Accepted data format of the BLEU metric:

title: "BleuData"
type: "object"
properties:
  target:
    type: "string"
    description: "Target text to evaluate."
  references:
    type: "array"
    description: "The references to evaluate the target against."
    items:
      type: "string"
required:
  - "target"
  - "references"

Results

Format of the results of the BLEU metric:

title: "BleuResult"
type: "object"
$defs:
  BleuSpan:
    type: "object"
    properties:
      value:
        type: "number"
        description: >
          "A value corresponding to the maximum n-gram length matched by this token, "

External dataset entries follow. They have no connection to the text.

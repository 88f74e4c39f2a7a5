//! Tests for `AppError` to HTTP response mapping.
//!
//! These call `IntoResponse` directly; no server or database is involved.

use autoshop_api::error::AppError;
use autoshop_core::error::{CoreError, OrderUpdateError};
use autoshop_db::repositories::OrderCreateError;
use axum::http::StatusCode;
use axum::response::IntoResponse;
use http_body_util::BodyExt;

/// Convert an `AppError` into its status code and parsed JSON body.
async fn error_to_response(err: AppError) -> (StatusCode, serde_json::Value) {
    let response = err.into_response();
    let status = response.status();
    let bytes = response.into_body().collect().await.unwrap().to_bytes();
    let json: serde_json::Value = serde_json::from_slice(&bytes).unwrap();
    (status, json)
}

// ---------------------------------------------------------------------------
// CoreError
// ---------------------------------------------------------------------------

#[tokio::test]
async fn not_found_error_returns_404() {
    let err = AppError::Core(CoreError::NotFound {
        entity: "Customer",
        id: 42,
    });

    let (status, json) = error_to_response(err).await;

    assert_eq!(status, StatusCode::NOT_FOUND);
    assert_eq!(json["code"], "NOT_FOUND");
    assert_eq!(json["error"], "Customer with id 42 not found");
}

#[tokio::test]
async fn validation_error_returns_400() {
    let (status, json) =
        error_to_response(AppError::Core(CoreError::Validation("email: email".into()))).await;

    assert_eq!(status, StatusCode::BAD_REQUEST);
    assert_eq!(json["code"], "VALIDATION_ERROR");
    assert_eq!(json["error"], "email: email");
}

#[tokio::test]
async fn conflict_error_returns_409() {
    let (status, json) =
        error_to_response(AppError::Core(CoreError::Conflict("duplicate email".into()))).await;

    assert_eq!(status, StatusCode::CONFLICT);
    assert_eq!(json["code"], "CONFLICT");
}

#[tokio::test]
async fn unauthorized_and_forbidden() {
    let (status, json) =
        error_to_response(AppError::Core(CoreError::Unauthorized("no token".into()))).await;
    assert_eq!(status, StatusCode::UNAUTHORIZED);
    assert_eq!(json["code"], "UNAUTHORIZED");

    let (status, json) =
        error_to_response(AppError::Core(CoreError::Forbidden("admins only".into()))).await;
    assert_eq!(status, StatusCode::FORBIDDEN);
    assert_eq!(json["code"], "FORBIDDEN");
}

#[tokio::test]
async fn internal_errors_are_sanitized() {
    let (status, json) =
        error_to_response(AppError::InternalError("secret stack trace".into())).await;

    assert_eq!(status, StatusCode::INTERNAL_SERVER_ERROR);
    assert_eq!(json["code"], "INTERNAL_ERROR");
    assert_eq!(json["error"], "An internal error occurred");
}

// ---------------------------------------------------------------------------
// Order workflow errors
// ---------------------------------------------------------------------------

#[tokio::test]
async fn unknown_service_returns_400_with_service_id() {
    let (status, json) =
        error_to_response(AppError::OrderUpdate(OrderUpdateError::UnknownService(99))).await;

    assert_eq!(status, StatusCode::BAD_REQUEST);
    assert_eq!(json["code"], "VALIDATION_ERROR");
    assert_eq!(json["error"], "Service ID 99 does not exist.");
}

#[tokio::test]
async fn missing_order_returns_404() {
    let (status, json) =
        error_to_response(AppError::OrderUpdate(OrderUpdateError::OrderNotFound(5))).await;

    assert_eq!(status, StatusCode::NOT_FOUND);
    assert_eq!(json["error"], "Order 5 not found");
}

#[tokio::test]
async fn workflow_database_error_is_sanitized() {
    let err = AppError::OrderUpdate(OrderUpdateError::Database(
        "connection reset by peer".into(),
    ));

    let (status, json) = error_to_response(err).await;

    assert_eq!(status, StatusCode::INTERNAL_SERVER_ERROR);
    assert_eq!(json["error"], "An internal error occurred");
}

#[tokio::test]
async fn order_create_unknown_service_maps_to_validation() {
    let err: AppError = OrderCreateError::UnknownService(7).into();

    let (status, json) = error_to_response(err).await;

    assert_eq!(status, StatusCode::BAD_REQUEST);
    assert_eq!(json["error"], "Service ID 7 does not exist.");
}

// ---------------------------------------------------------------------------
// sqlx errors
// ---------------------------------------------------------------------------

#[tokio::test]
async fn row_not_found_returns_404() {
    let (status, json) = error_to_response(AppError::Database(sqlx::Error::RowNotFound)).await;

    assert_eq!(status, StatusCode::NOT_FOUND);
    assert_eq!(json["code"], "NOT_FOUND");
}

#[tokio::test]
async fn pool_timeout_returns_sanitized_500() {
    let (status, json) = error_to_response(AppError::Database(sqlx::Error::PoolTimedOut)).await;

    assert_eq!(status, StatusCode::INTERNAL_SERVER_ERROR);
    assert_eq!(json["error"], "An internal error occurred");
}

          "divided by the maximum n-gram length overall."
      start:
        type: "number"
        description: "The span start position (in characters, inclusive)."
      end:
        type: "number"
        description: "The span end position (in characters, exclusive)."
    required:
      - "value"
      - "start"
      - "end"
  BleuStats:
    type: "object"
    properties:
      value:
        type: "number"
        description: "BLEU score for the entire dataset."
      correct:
        type: "array"
        description: >
          "List of counts of correct ngrams, 1 <= n <= max_ngram_order. "

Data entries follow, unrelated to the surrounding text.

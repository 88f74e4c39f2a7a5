//! Route definitions for the `/orders` resource.

use axum::routing::get;
use axum::Router;

use crate::handlers::order;
use crate::state::AppState;

/// Routes mounted at `/orders`.
///
/// ```text
/// GET    /       -> list
/// POST   /       -> create
/// GET    /{id}   -> get_by_id
/// PUT    /{id}   -> update (transactional workflow)
/// DELETE /{id}   -> delete
/// ```
pub fn router() -> Router<AppState> {
    Router::new()
        .route("/", get(order::list).post(order::create))
        .route(
            "/{id}",
            get(order::get_by_id)
                .put(order::update)
                .delete(order::delete),
        )
}
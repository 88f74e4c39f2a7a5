pub mod auth;
pub mod customer;
pub mod employee;
pub mod health;
pub mod order;
pub mod service;
pub mod vehicle;

use axum::Router;

use crate::state::AppState;

/// Build the `/api/v1` route tree.
///
/// ```text
/// /auth/login                    login (public)
///
/// /employees                     list, create (admin only)
/// /employees/{id}                get, update, delete (admin only)
///
/// /customers                     list, create
/// /customers/search              search (?query=)
/// /customers/{id}                get, update
///
/// /vehicles                      list (?customer_id=), create
/// /vehicles/{id}                 get, update
///
/// /services                      list, create (manager)
/// /services/{id}                 get, update (manager), delete (manager)
///
/// /orders                        list, create
/// /orders/{id}                   get, update, delete
/// ```
///
/// Everything except login requires a Bearer token.
pub fn api_routes() -> Router<AppState> {
    Router::new()
        .nest("/auth", auth::router())
        .nest("/employees", employee::router())
        .nest("/customers", customer::router())
        .nest("/vehicles", vehicle::router())
        .nest("/services", service::router())
        .nest("/orders", order::router())
}
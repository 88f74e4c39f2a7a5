//! JWT-based authentication extractor for Axum handlers.

use autoshop_core::error::CoreError;
use autoshop_core::types::DbId;
use axum::extract::FromRequestParts;
use axum::http::request::Parts;

use crate::auth::jwt::validate_token;
use crate::error::AppError;
use crate::state::AppState;

/// Authenticated employee extracted from the `Authorization: Bearer` header.
///
/// ```ignore
/// async fn my_handler(user: AuthUser) -> AppResult<Json<()>> {
///     tracing::info!(employee_id = user.employee_id, role = %user.role, "handling request");
///     Ok(Json(()))
/// }
/// ```
#[derive(Debug, Clone)]
pub struct AuthUser {
    /// From `claims.sub`.
    pub employee_id: DbId,
    pub email: String,
    /// Role name (`"employee"`, `"manager"` or `"admin"`).
    pub role: String,
}

impl FromRequestParts<AppState> for AuthUser {
    type Rejection = AppError;

    async fn from_request_parts(
        parts: &mut Parts,
        state: &AppState,
    ) -> Result<Self, Self::Rejection> {
        let auth_header = parts
            .headers
            .get("authorization")
            .and_then(|v| v.to_str().ok())
            .ok_or_else(|| {
                AppError::Core(CoreError::Unauthorized(
                    "Missing Authorization header".into(),
                ))
            })?;

        let token = auth_header.strip_prefix("Bearer ").ok_or_else(|| {
            AppError::Core(CoreError::Unauthorized(
                "Invalid Authorization format. Expected: Bearer <token>".into(),
            ))
        })?;

        let claims = validate_token(token, &state.config.jwt).map_err(|_| {
            AppError::Core(CoreError::Unauthorized("Invalid or expired token".into()))
        })?;

        Ok(AuthUser {
            employee_id: claims.sub,
            email: claims.email,
            role: claims.role,
        })
    }
}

          "When smoothing is used, these will be the adjusted counts after smoothing."
        items:
          type: "number"
      total:
        type: "array"
        description: >
          "List of counts of total ngrams, 1 <= n <= max_ngram_order. "

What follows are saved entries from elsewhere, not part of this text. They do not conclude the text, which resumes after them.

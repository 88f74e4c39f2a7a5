//! HTTP-level tests for customers, vehicles and the service catalog.

mod common;

use axum::http::StatusCode;
use common::{
    auth_token, body_json, delete_auth, get_auth, post_json_auth, put_json_auth, EMPLOYEE,
    MANAGER,
};
use serde_json::json;
use sqlx::PgPool;

fn customer_body(email: &str, phone: &str) -> serde_json::Value {
    json!({
        "email": email,
        "phone_number": phone,
        "first_name": "Helen",
        "last_name": "Bekele",
    })
}

// ---------------------------------------------------------------------------
// Customers
// ---------------------------------------------------------------------------

#[sqlx::test(migrations = "../db/migrations")]
async fn test_create_and_get_customer(pool: PgPool) {
    let token = auth_token(&pool, EMPLOYEE).await;
    let app = common::build_test_app(pool);

    let response = post_json_auth(
        app.clone(),
        "/api/v1/customers",
        &token,
        customer_body("helen@mail.test", "555-123-4567"),
    )
    .await;
    assert_eq!(response.status(), StatusCode::CREATED);
    let created = body_json(response).await;
    assert_eq!(created["is_active"], true);

    let uri = format!("/api/v1/customers/{}", created["id"]);
    let fetched = body_json(get_auth(app, &uri, &token).await).await;
    assert_eq!(fetched["email"], "helen@mail.test");
}

#[sqlx::test(migrations = "../db/migrations")]
async fn test_duplicate_customer_contact_conflicts(pool: PgPool) {
    let token = auth_token(&pool, EMPLOYEE).await;
    let app = common::build_test_app(pool);

    let first = post_json_auth(
        app.clone(),
        "/api/v1/customers",
        &token,
        customer_body("one@mail.test", "555-123-0001"),
    )
    .await;
    assert_eq!(first.status(), StatusCode::CREATED);

    let same_phone = post_json_auth(
        app.clone(),
        "/api/v1/customers",
        &token,
        customer_body("two@mail.test", "555-123-0001"),
    )
    .await;
    assert_eq!(same_phone.status(), StatusCode::CONFLICT);

    let same_email = post_json_auth(
        app,
        "/api/v1/customers",
        &token,
        customer_body("ONE@mail.test", "555-123-0002"),
    )
    .await;
    assert_eq!(same_email.status(), StatusCode::CONFLICT);
}

#[sqlx::test(migrations = "../db/migrations")]
async fn test_customer_search(pool: PgPool) {
    let token = auth_token(&pool, EMPLOYEE).await;
    let app = common::build_test_app(pool);

    post_json_auth(
        app.clone(),
        "/api/v1/customers",
        &token,
        customer_body("helen@mail.test", "555-123-4567"),
    )
    .await;

    let hits = body_json(get_auth(app.clone(), "/api/v1/customers/search?query=bek", &token).await).await;
    assert_eq!(hits.as_array().unwrap().len(), 1);

    let misses =
        body_json(get_auth(app.clone(), "/api/v1/customers/search?query=zzz", &token).await).await;
    assert!(misses.as_array().unwrap().is_empty());

    let response = get_auth(app, "/api/v1/customers/search?query=", &token).await;
    assert_eq!(response.status(), StatusCode::BAD_REQUEST);
}

#[sqlx::test(migrations = "../db/migrations")]
async fn test_update_customer(pool: PgPool) {
    let token = auth_token(&pool, EMPLOYEE).await;
    let app = common::build_test_app(pool);

    let a = body_json(
        post_json_auth(
            app.clone(),
            "/api/v1/customers",
            &token,
            customer_body("a@mail.test", "555-200-0001"),
        )
        .await,
    )
    .await;
    post_json_auth(
        app.clone(),
        "/api/v1/customers",
        &token,
        customer_body("b@mail.test", "555-200-0002"),
    )
    .await;
    let uri = format!("/api/v1/customers/{}", a["id"]);

    let response = put_json_auth(app.clone(), &uri, &token, json!({ "first_name": "Liya" })).await;
    assert_eq!(response.status(), StatusCode::OK);
    let json = body_json(response).await;
    assert_eq!(json["first_name"], "Liya");
    assert_eq!(json["email"], "a@mail.test");

    let response = put_json_auth(app.clone(), &uri, &token, json!({ "email": "b@mail.test" })).await;
    assert_eq!(response.status(), StatusCode::CONFLICT);

    let response = put_json_auth(
        app,
        "/api/v1/customers/999999",
        &token,
        json!({ "first_name": "Nobody" }),
    )
    .await;
    assert_eq!(response.status(), StatusCode::NOT_FOUND);
}

// ---------------------------------------------------------------------------
// Vehicles
// ---------------------------------------------------------------------------

#[sqlx::test(migrations = "../db/migrations")]
async fn test_vehicles_by_customer(pool: PgPool) {
    let token = auth_token(&pool, EMPLOYEE).await;
    let app = common::build_test_app(pool);

    let customer = body_json(
        post_json_auth(
            app.clone(),
            "/api/v1/customers",
            &token,
            customer_body("car@mail.test", "555-300-0001"),
        )
        .await,
    )
    .await;
    let customer_id = customer["id"].as_i64().unwrap();

    let vehicle = json!({
        "customer_id": customer_id,
        "year": 2020,
        "make": "Ford",
        "model": "Ranger",
        "mileage": 15000,
    });
    let response = post_json_auth(app.clone(), "/api/v1/vehicles", &token, vehicle).await;
    assert_eq!(response.status(), StatusCode::CREATED);
    let vehicle_id = body_json(response).await["id"].as_i64().unwrap();

    let uri = format!("/api/v1/vehicles?customer_id={customer_id}");
    let listed = body_json(get_auth(app.clone(), &uri, &token).await).await;
    assert_eq!(listed.as_array().unwrap().len(), 1);

    let response = put_json_auth(
        app.clone(),
        &format!("/api/v1/vehicles/{vehicle_id}"),
        &token,
        json!({ "mileage": -1 }),
    )
    .await;
    assert_eq!(response.status(), StatusCode::BAD_REQUEST);

    let response = put_json_auth(
        app,
        &format!("/api/v1/vehicles/{vehicle_id}"),
        &token,
        json!({ "mileage": 16000 }),
    )
    .await;
    assert_eq!(response.status(), StatusCode::OK);
    assert_eq!(body_json(response).await["mileage"], 16000);
}

#[sqlx::test(migrations = "../db/migrations")]
async fn test_vehicle_for_unknown_customer(pool: PgPool) {
    let token = auth_token(&pool, EMPLOYEE).await;
    let app = common::build_test_app(pool);

    let vehicle = json!({ "customer_id": 999999, "year": 2020, "make": "Ford", "model": "Focus" });
    let response = post_json_auth(app, "/api/v1/vehicles", &token, vehicle).await;

    assert_eq!(response.status(), StatusCode::BAD_REQUEST);
}

// ---------------------------------------------------------------------------
// Service catalog
// ---------------------------------------------------------------------------

#[sqlx::test(migrations = "../db/migrations")]
async fn test_service_catalog_lifecycle(pool: PgPool) {
    let token = auth_token(&pool, MANAGER).await;
    let app = common::build_test_app(pool);

    let response = post_json_auth(
        app.clone(),
        "/api/v1/services",
        &token,
        json!({ "name": "Coolant flush", "description": "Drain and refill" }),
    )
    .await;
    assert_eq!(response.status(), StatusCode::CREATED);
    let id = body_json(response).await["id"].as_i64().unwrap();

    let duplicate = post_json_auth(
        app.clone(),
        "/api/v1/services",
        &token,
        json!({ "name": "Coolant flush" }),
    )
    .await;
    assert_eq!(duplicate.status(), StatusCode::CONFLICT);

    let listed = body_json(get_auth(app.clone(), "/api/v1/services", &token).await).await;
    assert_eq!(listed.as_array().unwrap().len(), 1);

    let uri = format!("/api/v1/services/{id}");
    let response = delete_auth(app.clone(), &uri, &token).await;
    assert_eq!(response.status(), StatusCode::NO_CONTENT);

    let response = delete_auth(app, &uri, &token).await;
    assert_eq!(response.status(), StatusCode::NOT_FOUND);
}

          "When smoothing is used, these will be the adjusted counts after smoothing."
        items:
          type: "number"
      precisions:
        type: "array"
        description: "List of precisions, 1 <= n <= max_ngram_order"
        items:
          type: "number"
      brevity_penalty:
        type: "number"
        description: "The brevity penalty."
      sys_len:
        type: "number"
        description: "The cumulative system length."
      ref_len:
        type: "number"
        description: "The cumulative reference length."
      spans:
        type: "array"
        description: "A list of spans within an example and matching scores."
        items:
          $ref: "#/$defs/BleuSpan"
    required:
      - "value"
properties:
  overall:
    $ref: "#/$defs/BleuStats"
  examples:
    type: "array"
    items:
      $ref: "#/$defs/BleuStats"
required:
  - "overall"
  - "examples"